Personal information
- Nationality: British (Northern Irish)
- Born: 31 December 1894
- Died: 8 February 1942 (aged 47)

Sport
- Sport: Boxing
- Club: Royal Ulster Constabulary

Medal record
Representing Northern Ireland
Men's Boxing
| Bronze medal – third place | 1934 London | middleweight |

= Jimmy Magill (boxer) =

Irish boxer (1894–1942)

Jimmy Magill (31 December 1894 – 8 February 1942) was an amateur boxer and Royal Ulster Constabulary officer from Carncastle, near Larne in Northern Ireland.

==Biography==
Magill was the Amateur Boxing Association of England's middleweight champion in 1934 and 1935 and light heavyweight champion in 1936. He won fights in Boston and New York in an Irish tour of the US in 1935, was European Police champion from 1931 to 1936 and won a bronze medal representing Northern Ireland at the 1934 British Empire Games.
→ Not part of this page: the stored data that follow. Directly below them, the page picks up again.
use std::ops::Range;

use serde::{Deserialize, Serialize};

use crate::error::{EditorError, Result};
use crate::node::{
    Align, Document, ElementKind, ElementNode, ElementProps, MarkKind, Marks, Node, NodeProps,
    Point, Selection, TextNode,
};
use crate::path::{self, Path, PathError};

/// One primitive, invertible tree mutation. Every variant carries what it
/// needs to be replayed and inverted without looking at the tree first.
#[derive(Debug, Clone, PartialEq, Serialize, Deserialize)]
#[serde(tag = "op", rename_all = "snake_case")]
pub enum Op {
    InsertText {
        #[serde(default)]
        path: Path,
        offset: usize,
        text: String,
    },
    RemoveText {
        #[serde(default)]
        path: Path,
        range: Range<usize>,
    },
    InsertNode {
        #[serde(default)]
        path: Path,
        node: Node,
    },
    RemoveNode {
        #[serde(default)]
        path: Path,
    },
    SetNodeProperties {
        #[serde(default)]
        path: Path,
        patch: PropsPatch,
    },
    /// Splits the node at `path` at `position` (byte offset for a leaf, child
    /// index for an element). The right half becomes the next sibling and
    /// takes `properties`.
    SplitNode {
        #[serde(default)]
        path: Path,
        position: usize,
        properties: NodeProps,
    },
    /// Merges the node at `path` into its previous sibling, whose length is
    /// `position`. `properties` are those of the node being merged away.
    MergeNode {
        #[serde(default)]
        path: Path,
        position: usize,
        properties: NodeProps,
    },
    /// Reparents `count` siblings starting at `path` under a new element.
    WrapNodes {
        #[serde(default)]
        path: Path,
        count: usize,
        wrapper: ElementProps,
    },
    /// Lifts the `count` children of the element at `path` into its place.
    UnwrapNodes {
        #[serde(default)]
        path: Path,
        count: usize,
    },
}

impl Op {
    pub fn path(&self) -> &[usize] {
        match self {
            Op::InsertText { path, .. }
            | Op::RemoveText { path, .. }
            | Op::InsertNode { path, .. }
            | Op::RemoveNode { path }
            | Op::SetNodeProperties { path, .. }
            | Op::SplitNode { path, .. }
            | Op::MergeNode { path, .. }
            | Op::WrapNodes { path, .. }
            | Op::UnwrapNodes { path, .. } => path,
        }
    }

    pub fn name(&self) -> &'static str {
        match self {
            Op::InsertText { .. } => "insert_text",
            Op::RemoveText { .. } => "remove_text",
            Op::InsertNode { .. } => "insert_node",
            Op::RemoveNode { .. } => "remove_node",
            Op::SetNodeProperties { .. } => "set_node_properties",
            Op::SplitNode { .. } => "split_node",
            Op::MergeNode { .. } => "merge_node",
            Op::WrapNodes { .. } => "wrap_nodes",
            Op::UnwrapNodes { .. } => "unwrap_nodes",
        }
    }

    /// Apply to `doc`, returning the operation that undoes it. On error the
    /// document is left as it was.
    pub fn apply(self, doc: &mut Document) -> Result<Op> {
        match self {
            Op::InsertText { path, offset, text } => {
                let leaf = leaf_mut(doc, &path)?;
                check_boundary(&leaf.text, offset, &path)?;
                leaf.text.insert_str(offset, &text);
                Ok(Op::RemoveText {
                    path,
                    range: offset..offset + text.len(),
                })
            }
            Op::RemoveText { path, range } => {
                let leaf = leaf_mut(doc, &path)?;
                if range.start > range.end {
                    return Err(PathError::new(&path, "Text range is reversed").into());
                }
                check_boundary(&leaf.text, range.start, &path)?;
                check_boundary(&leaf.text, range.end, &path)?;
                let removed = leaf.text[range.clone()].to_string();
                leaf.text.replace_range(range.clone(), "");
                Ok(Op::InsertText {
                    path,
                    offset: range.start,
                    text: removed,
                })
            }
            Op::InsertNode { path, node } => {
                let (parent, index) = split_path(&path)?;
                let children = doc.children_mut(parent)?;
                if index > children.len() {
                    return Err(PathError::new(
                        &path,
                        format!("Insert index out of bounds: {index} > {}", children.len()),
                    )
                    .into());
                }
                children.insert(index, node);
                Ok(Op::RemoveNode { path })
            }
            Op::RemoveNode { path } => {
                let (parent, index) = split_path(&path)?;
                let children = doc.children_mut(parent)?;
                if index >= children.len() {
                    return Err(PathError::new(
                        &path,
                        format!("Remove index out of bounds: {index} >= {}", children.len()),
                    )
                    .into());
                }
                let node = children.remove(index);
                Ok(Op::InsertNode { path, node })
            }
            Op::SetNodeProperties { path, patch } => {
                let node = doc.node_mut(&path)?;
                let inverse = match (node, &patch) {
                    (Node::Element(el), PropsPatch::Element(p)) => PropsPatch::Element(p.apply(el)),
                    (Node::Text(t), PropsPatch::Text(p)) => PropsPatch::Text(p.apply(&mut t.marks)?),
                    (Node::Element(_), PropsPatch::Text(_)) => {
                        return Err(EditorError::structural(format!(
                            "Mark patch targets an element at {path:?}"
                        )));
                    }
                    (Node::Text(_), PropsPatch::Element(_)) => {
                        return Err(EditorError::structural(format!(
                            "Element patch targets a leaf at {path:?}"
                        )));
                    }
                };
                Ok(Op::SetNodeProperties {
                    path,
                    patch: inverse,
                })
            }
            Op::SplitNode {
                path,
                position,
                properties,
            } => {
                let (parent, index) = split_path(&path)?;
                let right = match (doc.node_mut(&path)?, &properties) {
                    (Node::Text(t), NodeProps::Text(marks)) => {
                        check_boundary(&t.text, position, &path)?;
                        let rest = t.text.split_off(position);
                        Node::Text(TextNode::with_marks(rest, marks.clone()))
                    }
                    (Node::Element(el), NodeProps::Element(props)) => {
                        if position > el.children.len() {
                            return Err(PathError::new(
                                &path,
                                format!(
                                    "Split position out of bounds: {position} > {}",
                                    el.children.len()
                                ),
                            )
                            .into());
                        }
                        let rest = el.children.split_off(position);
                        Node::Element(ElementNode::from_props(*props, rest))
                    }
                    _ => {
                        return Err(EditorError::structural(format!(
                            "Split properties do not match the node at {path:?}"
                        )));
                    }
                };
                doc.children_mut(parent)?.insert(index + 1, right);
                Ok(Op::MergeNode {
                    path: path::next(&path)?,
                    position,
                    properties,
                })
            }
            Op::MergeNode {
                path,
                position,
                properties,
            } => {
                let (parent, index) = split_path(&path)?;
                if index == 0 {
                    return Err(PathError::new(&path, "First child has nothing to merge into").into());
                }
                let children = doc.children_mut(parent)?;
                if index >= children.len() {
                    return Err(PathError::new(
                        &path,
                        format!("Merge index out of bounds: {index} >= {}", children.len()),
                    )
                    .into());
                }
                if children[index].props() != properties {
                    return Err(EditorError::structural(format!(
                        "Merge properties do not match the node at {path:?}"
                    )));
                }
                let left_len = match (&children[index - 1], &children[index]) {
                    (Node::Text(l), Node::Text(_)) => l.text.len(),
                    (Node::Element(l), Node::Element(_)) => l.children.len(),
                    _ => {
                        return Err(EditorError::structural(format!(
                            "Cannot merge a leaf with an element at {path:?}"
                        )));
                    }
                };
                if left_len != position {
                    return Err(EditorError::structural(format!(
                        "Merge position {position} does not match previous sibling length {left_len}"
                    )));
                }
                let right = children.remove(index);
                match (&mut children[index - 1], right) {
                    (Node::Text(l), Node::Text(r)) => l.text.push_str(&r.text),
                    (Node::Element(l), Node::Element(r)) => l.children.extend(r.children),
                    _ => unreachable!("merge pair checked above"),
                }
                Ok(Op::SplitNode {
                    path: path::previous(&path)?,
                    position,
                    properties,
                })
            }
            Op::WrapNodes {
                path,
                count,
                wrapper,
            } => {
                let (parent, start) = split_path(&path)?;
                let children = doc.children_mut(parent)?;
                if start + count > children.len() {
                    return Err(PathError::new(
                        &path,
                        format!(
                            "Wrap range out of bounds: {}..{} > {}",
                            start,
                            start + count,
                            children.len()
                        ),
                    )
                    .into());
                }
                let wrapped: Vec<Node> = children.drain(start..start + count).collect();
                children.insert(start, Node::Element(ElementNode::from_props(wrapper, wrapped)));
                Ok(Op::UnwrapNodes { path, count })
            }
            Op::UnwrapNodes { path, count } => {
                let (parent, index) = split_path(&path)?;
                let children = doc.children_mut(parent)?;
                let Some(Node::Element(el)) = children.get(index) else {
                    return Err(PathError::new(&path, "Expected an element to unwrap").into());
                };
                if el.children.len() != count {
                    return Err(EditorError::structural(format!(
                        "Unwrap count {count} does not match {} children at {path:?}",
                        el.children.len()
                    )));
                }
                let Node::Element(el) = children.remove(index) else {
                    unreachable!("element checked above");
                };
                let wrapper = el.props();
                children.splice(index..index, el.children);
                Ok(Op::WrapNodes {
                    path,
                    count,
                    wrapper,
                })
            }
        }
    }
}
As the Irish Amateur Boxing Association governed the sport in Northern Ireland, he was considered ineligible to compete for both Great Britain at the Olympics and Ireland at the Olympics. In 1936, Magill defeated Richard Vogt, who as a German Army Captain in 1940 saved the life of an Irish Guardsman wounded in the Dunkirk evacuation because they both knew Magill.

Magill was one of twelve children, and the youngest of seven brothers. His brother Davy Magill was the 1921 Royal Irish Constabulary heavyweight champion, and later in the 1920s was Irish professional champion at heavyweight and light heavyweight.